In the March 2003 issue of this magazine, I published an article called “The Pentagon’s New Map” [available at Esquire.com/barnett], which was about work I had spent years doing at the Naval War College and the Pentagon to figure out the true threat environment for the United States in a post-cold-war world. The answer? Most of the world is peaceable and functioning. I call that the Core, and it is basically the parts of the world, including China, where globalization has taken root to some degree. The rest of the world, which had never been considered by the Pentagon to be a direct threat, much less the gravest threat we face, is made up of the countries that remain disconnected, either because of abject poverty or political or cultural repression: the Caribbean Rim, virtually all of Africa, the Balkans, the Caucasus, Central Asia, the Middle East, Southwest Asia, and much of Southeast Asia. This I call the Gap. The primary goal of the foreign policy of the United States should be, in my view, to shrink the Gap. Nothing about our Iraq experience has changed this view.

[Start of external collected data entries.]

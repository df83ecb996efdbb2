//! # Execution Controller
//!
//! `Preparing → Running → Reporting`. The controller owns the fault context
//! for the whole run, installs the interceptor, calls the guest and decides
//! what to do each time control comes back to the checkpoint.

use crate::checkpoint::{ForeignEntry, Resumption};
use crate::config::{LoaderConfig, RunMode};
use crate::fault::FaultError;
use crate::interceptor::{FaultContext, Registration};
use crate::stats::RunStatistics;
use core::cell::Cell;
use core::fmt;
use loader_addresses::{PageSize, VirtualAddress};
use loader_elf::{Image, ImageError};
use log::{debug, info, trace, warn};
use nix::errno::Errno;
use nix::unistd::{SysconfVar, sysconf};
use std::path::Path;

#[derive(Debug, thiserror::Error)]
pub enum LoaderError {
    #[error("failed to read the executable")]
    Image(#[from] ImageError),
    #[error("the platform page size could not be determined")]
    PageSize,
    #[error("entry point {0} is not callable from this process")]
    EntryPoint(VirtualAddress),
    #[error("another image is already running in this process")]
    AlreadyRunning,
    #[error("failed to install the SIGSEGV handler")]
    SignalSetup(#[source] Errno),
    #[error(transparent)]
    Fault(#[from] FaultError),
}

impl LoaderError {
    /// The phase the run was in when it failed.
    #[must_use]
    pub const fn phase(&self) -> Phase {
        match self {
            Self::Image(_) | Self::PageSize | Self::EntryPoint(_) => Phase::Preparing,
            Self::AlreadyRunning | Self::SignalSetup(_) | Self::Fault(_) => Phase::Running,
        }
    }
}

#[derive(Debug, Clone, Copy, PartialEq, Eq)]
pub enum Phase {
    Preparing,
    Running,
    Reporting,
}

impl Phase {
    #[must_use]
    pub const fn as_str(self) -> &'static str {
        match self {
            Self::Preparing => "preparing",
            Self::Running => "running",
            Self::Reporting => "reporting",
        }
    }
}

impl fmt::Display for Phase {
    fn fmt(&self, f: &mut fmt::Formatter<'_>) -> fmt::Result {
        f.write_str(self.as_str())
    }
}

/// Outcome of a run.
#[derive(Debug, Clone, Copy, PartialEq, Eq)]
pub struct RunReport {
    pub stats: RunStatistics,
    pub mode: RunMode,
    /// How many times the entry point was called again after a fault.
    pub replays: u64,
    /// Whether the entry point eventually returned on its own.
    pub completed: bool,
}

/// Query the platform page size.
///
/// # Errors
/// [`LoaderError::PageSize`] if `sysconf` fails or reports something that
/// is not a power of two.
pub fn platform_page_size() -> Result<PageSize, LoaderError> {
    let raw = sysconf(SysconfVar::PAGE_SIZE)
        .ok()
        .flatten()
        .ok_or(LoaderError::PageSize)?;
    u64::try_from(raw)
        .ok()
        .and_then(PageSize::new)
        .ok_or(LoaderError::PageSize)
}

pub struct Loader {
    context: FaultContext,
    entry: ForeignEntry,
    config: LoaderConfig,
    phase: Cell<Phase>,
}

impl Loader {
    /// Open `path` and prepare a run with the platform page size.
    ///
    /// # Errors
    /// Any [`ImageError`] from reading the file, or a page size failure.
    pub fn prepare(path: impl AsRef<Path>, config: LoaderConfig) -> Result<Self, LoaderError> {
        let image = Image::open(path)?;
        let page_size = platform_page_size()?;
        Self::with_image(image, page_size, config)
    }

    /// Prepare a run for an already opened image.
    pub fn with_image(
        image: Image,
        page_size: PageSize,
        config: LoaderConfig,
    ) -> Result<Self, LoaderError> {
        let header = *image.header();
        if !header.class.matches_host() {
            warn!(
                "{} is a {}-bit image but this process is {}-bit; its code will not run correctly",
                image.path().display(),
                header.class.bits(),
                usize::BITS
            );
        }

        let entry = ForeignEntry::new(header.entry).ok_or(LoaderError::EntryPoint(header.entry))?;
        if image.segments().resolve(header.entry).is_none() {
            warn!("entry point {} is not inside any loadable segment", header.entry);
        }

        debug!(
            "preparing {} ({} segments, {page_size} pages, mode={}, fragmentation={})",
            image.path().display(),
            image.segments().len(),
            config.mode,
            config.fragmentation
        );

        Ok(Self {
            context: FaultContext::new(image, page_size, config.fragmentation),
            entry,
            config,
            phase: Cell::new(Phase::Preparing),
        })
    }

    #[must_use]
    pub const fn image(&self) -> &Image {
        self.context.image()
    }

    /// Run the guest and report.
    ///
    /// Consumes the loader: the image file is closed and every page mapped
    /// for the guest is unmapped before this returns.
    ///
    /// # Errors
    /// [`LoaderError::AlreadyRunning`] or [`LoaderError::SignalSetup`] if the
    /// handler cannot be installed, and [`LoaderError::Fault`] for the first
    /// fault that could not be serviced.
    pub fn run(self) -> Result<RunReport, LoaderError> {
        let registration = Registration::install(&self.context)?;
        self.transition(Phase::Running);
        let outcome = self.drive();
        drop(registration);

        self.transition(Phase::Reporting);
        let released = self.context.release_pages();
        debug!("released {released} resident pages");

        let (replays, completed) = outcome?;
        let stats = self.context.stats();
        info!(
            "{}: {} faults, {} allocations, {} bytes fragmentation ({} replays, {})",
            self.image().path().display(),
            stats.faults,
            stats.allocations,
            stats.fragmentation_bytes,
            replays,
            if completed { "completed" } else { "stopped" }
        );

        Ok(RunReport {
            stats,
            mode: self.config.mode,
            replays,
            completed,
        })
    }

    fn transition(&self, next: Phase) {
        trace!("{} -> {next}", self.phase.get());
        self.phase.set(next);
    }

    /// Call the entry point until the run is over: `(replays, completed)`.
    fn drive(&self) -> Result<(u64, bool), FaultError> {
        let mut replays = 0;
        loop {
            // SAFETY: the interceptor is registered for this context, and the
            // entry point comes from the image the caller chose to run.
            let resumption = unsafe { self.context.enter(self.entry) };
            if resumption == Resumption::Returned {
                return Ok((replays, true));
            }

            if let Some(err) = self.context.take_error() {
                return Err(err);
            }
            if let Some(fault) = self.context.take_last_fault() {
                debug!(
                    "fault #{} at {} → page {} of segment {} ({})",
                    self.context.stats().faults,
                    fault.address,
                    fault.page,
                    fault.segment,
                    fault.cause.explain()
                );
            }

            match self.config.mode {
                RunMode::SingleShot => return Ok((replays, false)),
                RunMode::Replay => {
                    replays += 1;
                    trace!("replaying from entry point {}", self.entry.address());
                }
            }
        }
    }
}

The only way America can truly achieve strategic security in the age of globalization is by destroying disconnectedness. We fight fire with fire. Al Qaeda, whose true grievances lie wholly within the Persian Gulf, tried to destroy the Core’s connectedness on 9/11 by triggering what I call a system perturbation that would throw our rules into flux. Its hope was to shock America and the West into abandoning the Gulf region first militarily, then politically, and finally economically. Al Qaeda hoped to detoxify the region’s societies through disconnectedness.
But the president decided correctly to fight back by trying to destroy disconnectedness in the Gulf region. We seek to do unto al Qaeda as it did unto us: trigger a system perturbation that will send all the region’s rule sets into flux. Saddam Hussein’s outlaw regime was dangerously disconnected from the globalizing world—from our rule sets, our norms, and all the ties that bind the Core together in mutually assured dependence.
Disconnecting the great disconnector from the Gulf’s security scene is only the beginning of our effort, because now Iraq becomes the great battle field for the soul of the whole region. That second victory will be far more difficult to achieve. Our efforts to integrate Iraq into a wider world will pit all the forces of disconnectedness in the region against us. Therefore we must enlist the aid of all the forces of connectedness across the Core—not just their troops but their investment flows and their commercial networks.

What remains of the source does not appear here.